Various lipid anchors on amphiphilic polyoxazolines to reach efficient intracellular delivery

Abstract

This work aimed at evaluating the potential of amphiphilic polyoxazolines bearing lipid chain called lipopolyoxazolines to reach efficient intracellular delivery. Four lipid chains: linear saturated, linear unsaturated and two branched one of various length were associated to poly(2-methyl-2-oxazoline) block. The evaluation of their physicochemical features and their impact on cell viability and internalization capacity indicated that the linear saturated gathered the highest cell internalization with a good cell viability. Its intracellular delivery capacity was compared to the PEG reference (DSPE-PEG) after being formulated in liposomes and loaded with fluorescent probe. Both POxylated and PEGylated liposomes showed similar characteristics regarding size distribution, drug loading and cell viability.
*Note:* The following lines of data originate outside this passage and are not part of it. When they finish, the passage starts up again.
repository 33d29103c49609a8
use contracts::shared::error::ApiError;
use contracts::shared::query::{Order, TableQuery};
use contracts::system::roles::{AssignRoleDto, RoleRow, UserRoleRecord};
use contracts::system::users::ProfileOption;

use crate::shared::rest;

const TABLE: &str = "user_roles";

/// Role row of one user (at most one is read)
pub async fn fetch_user_role(user_id: &str) -> Result<Vec<RoleRow>, ApiError> {
    let query = TableQuery::from(TABLE)
        .select("role")
        .eq("user_id", user_id)
        .limit(1);
    rest::select(&query).await
}

/// All assignments with the owner's profile, newest first (key `user-roles`)
pub async fn fetch_user_roles() -> Result<Vec<UserRoleRecord>, ApiError> {
    let query = TableQuery::from(TABLE)
        .select(UserRoleRecord::COLUMNS)
        .order("created_at", Order::Desc);
    rest::select(&query).await
}

/// Users for the assignment select box (key `all-users`)
pub async fn fetch_profile_options() -> Result<Vec<ProfileOption>, ApiError> {
    let query = TableQuery::from("profiles").select(ProfileOption::COLUMNS);
    rest::select(&query).await
}

/// Give the user this role, replacing an existing assignment
pub async fn assign_role(dto: &AssignRoleDto) -> Result<(), ApiError> {
    rest::upsert(TABLE, "user_id", dto).await
}

pub async fn remove_role(id: &str) -> Result<(), ApiError> {
    rest::delete_eq(TABLE, "id", id).await
}
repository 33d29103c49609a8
pub mod cache;
pub mod config;
pub mod error;
pub mod query;
pub mod validation;
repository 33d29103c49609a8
//! Common traits for backend-mirrored records

pub mod table_record;

pub use table_record::{NameRef, TableRecord};
//! PageFrame: standard root wrapper for every routed page.
//!
//! Sets two metadata attributes on the root DOM element:
//!   - `id`: `"{entity}--{category}"`, e.g. `"a001_product--list"`
//!   - `data-page-category`: one of the PAGE_CAT_* constants

use super::page_standard::*;
use leptos::prelude::*;

/// Root wrapper that sets standard metadata on every page.
#[component]
pub fn PageFrame(
    /// HTML id in format `{entity}--{category}`, e.g. `"a001_product--list"`.
    page_id: &'static str,
    /// One of the PAGE_CAT_* constants from `page_standard`.
    category: &'static str,
    /// Additional CSS classes appended after the base class.
    #[prop(optional)]
    class: &'static str,
    children: Children,
) -> impl IntoView {
    debug_assert!(is_valid_page_id(page_id), "bad page id {}", page_id);
    debug_assert!(is_known_category(category), "unknown page category {}", category);

    let base_class = match category {
        PAGE_CAT_DASHBOARD => "page page--dashboard",
        PAGE_CAT_PLACEHOLDER => "page page--placeholder",
        _ => "page",
    };

    let full_class = if class.is_empty() {
        base_class.to_string()
    } else {
        format!("{base_class} {class}")
    };

    view! {
        <div
            id=page_id
            class=full_class
            data-page-category=category
        >
            {children()}
        </div>
    }
}
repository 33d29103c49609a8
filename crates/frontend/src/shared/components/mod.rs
pub mod page_header;
pub mod stat_card;
pub mod ui;
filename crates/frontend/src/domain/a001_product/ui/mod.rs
pub mod details;
pub mod list;
pub mod preview;
pub mod api;
pub mod resolver;
pub mod ui;
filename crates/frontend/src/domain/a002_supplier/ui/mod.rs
pub mod details;
pub mod list;
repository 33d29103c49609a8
use contracts::system::navigation::paths;
use leptos::prelude::*;
use leptos_router::components::A;

#[component]
pub fn NotFoundPage() -> impl IntoView {
    view! {
        <div class="not-found">
            <h1>"404"</h1>
            <p>"页面不存在"</p>
            <A href=paths::HOME>"返回首页"</A>
        </div>
    }
}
However, their intracellular delivery was dramatically different, with an improved delivery by 30 folds for the POxylated ones. This significantly better performance highlighted the difficulty of PEGylated liposomes to enter the cells by endocytosis, contrary to POxylated liposomes. This study promotes the value of lipopoly(oxazoline) as a lipopoly(ethylene glycol) alternative for effective intracellular delivery and holds great promises for development of nanoformulations for intravenous administration.